Crews began a $100,000 reseeding project Monday on 2,600 acres of land that burned in the late August fire on Wasatch Mountain.
A bulldozer equipped with seeding equipment started working the lower, flatter areas charred in the fire that claimed the lives of two firefighters and destroyed 18 cabins. Most of the terrain is too steep for the ground-operated planting equipment, leaving 2,200 acres to be seeded from the air by a helicopter, which is scheduled to begin Thursday, said Dick Buehler, northern regional manager for the Division of State Lands and Forestry.Bulldozers will be used to chain about 800 acres of the burned land to help bury the seeds and cut grooves in the soil that will trap small amounts of water and reduce erosion, Buehler said.
Stabilizing the soil to prevent erosion in an important watershed area and replacing vegetation used in the winter range by wildlife are the primary objectives in the reseeding project.Buehler said deer that usually winter in the area burned in the fire will be displaced this season. Occasional blades of Kentucky bluegrass are already poking through the charred soil, but most of the area fully involved in the fire remains black and lifeless.
The reseeding project should return the area vegetation to 80 percent of pre-fire conditions within two years.

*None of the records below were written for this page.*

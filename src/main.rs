use std::path::{Path, PathBuf};

use anyhow::{Context, Result};
use clap::Parser;

use bookshelf::cli::handlers::{
    CommandContext, handle_init, handle_mutate, handle_query, handle_seed, handle_serve,
};
use bookshelf::cli::{Cli, Commands, StorageArg};
use bookshelf::config::BookshelfConfig;
use bookshelf::logging;

fn main() -> Result<()> {
    let Cli {
        command,
        config,
        storage,
        store_path,
        verbose,
        log_file,
    } = Cli::parse();

    logging::init(verbose, log_file);

    match command {
        Commands::Init => handle_init(storage, store_path),
        Commands::Serve { port, seed } => {
            let ctx = load_context(config, storage, store_path)?;
            handle_serve(ctx, port, seed)
        }
        Commands::Query {
            document,
            variables,
        } => {
            let ctx = load_context(config, storage, store_path)?;
            handle_query(ctx, document, variables)
        }
        Commands::Mutate {
            document,
            variables,
        } => {
            let ctx = load_context(config, storage, store_path)?;
            handle_mutate(ctx, document, variables)
        }
        Commands::Seed => {
            let ctx = load_context(config, storage, store_path)?;
            handle_seed(ctx)
        }
    }
}

fn load_context(
    config_path: Option<String>,
    storage: Option<StorageArg>,
    store_path: Option<String>,
) -> Result<CommandContext> {
    let (mut config, root) = load_config(config_path)?;

    if let Some(s) = storage {
        config.catalog.storage = s.into();
    }
    if let Some(p) = store_path {
        config.catalog.path = p;
    }

    CommandContext::new(config, root)
}

fn load_config(config_path: Option<String>) -> Result<(BookshelfConfig, PathBuf)> {
    if let Some(path) = config_path {
        let path = Path::new(&path);
        let content = std::fs::read_to_string(path)
            .with_context(|| format!("Failed to read config from {}", path.display()))?;
        let config: BookshelfConfig = toml::from_str(&content)?;
        let root = path
            .parent()
            .filter(|p| !p.as_os_str().is_empty())
            .map(Path::to_path_buf)
            .unwrap_or(std::env::current_dir()?);
        return Ok((config, root));
    }

    let cwd = std::env::current_dir()?;
    BookshelfConfig::load(&cwd).context("Failed to load bookshelf configuration")
}
use async_graphql::{ComplexObject, Context, ID, SimpleObject};

use crate::model;

use super::schema::store;

#[derive(SimpleObject, Clone)]
#[graphql(complex)]
pub struct Book {
    pub id: ID,
    pub name: String,
    pub genre: String,

    #[graphql(skip)]
    pub author_id: String,
}

#[ComplexObject]
impl Book {
    /// The author this book points at. Null when the back-reference does not
    /// resolve; a dangling reference never fails the request.
    async fn author(&self, ctx: &Context<'_>) -> async_graphql::Result<Option<Author>> {
        let author = store(ctx).author(&self.author_id)?;
        Ok(author.map(Into::into))
    }
}

impl From<model::Book> for Book {
    fn from(b: model::Book) -> Self {
        Self {
            id: ID(b.id),
            name: b.name,
            genre: b.genre,
            author_id: b.author_id,
        }
    }
}

#[derive(SimpleObject, Clone)]
#[graphql(complex)]
pub struct Author {
    pub id: ID,
    pub name: String,
    pub age: i32,
}

#[ComplexObject]
impl Author {
    /// Computed from book back-references on demand; no inverse list is
    /// stored. Store iteration order, no defined sort.
    async fn books(&self, ctx: &Context<'_>) -> async_graphql::Result<Vec<Book>> {
        let books = store(ctx).books_by_author(&self.id)?;
        Ok(books.into_iter().map(Into::into).collect())
    }
}

impl From<model::Author> for Author {
    fn from(a: model::Author) -> Self {
        Self {
            id: ID(a.id),
            name: a.name,
            age: a.age,
        }
    }
}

Soil Conservation Service range specialist Mark Petersen said the seeds being planted include a mix of grasses and brush. Sweet clover has been added to the mix because it grows quickly and the deer like it. "It will also keep them from eating the shrubs we've planted."
Trees Utah, a private group, also plans to plant 8,500 to 10,000 brush seedlings beginning Nov. 17, replacing vegetation that was common to the area before the fire, Buehler said.
In addition to the reseeding efforts, work crews from the Utah State Prison have started building more than 70 temporary sedimentation fences. The fences are designed to keep unprotected soils from washing down mountain slopes, causing damaging erosion and fouling Midway's water supplies and the water that flows into Deer Creek Reservoir.
The wire sedimentation fences are lined with excelsior that helps trap soil saturated during the spring runoff season before it can accumulate into major mudslides. Reducing the runoff will reduce erosion that could damage the numerous cabins in the area that were threatened by the fire.
"What we don't want is a wet spring," Buehler said. "We need it, but we don't want it" until ground vegetation can begin to grow and stabilize the soil.
Buehler said the state has also given the area homeowners association permission to build a second road into the subdivision in Devils Hole canyon that would serve as an emergency exit for homeowners in the event of another fire. The subdivision currently has only one road, and homeowners could be trapped if a fire broke out.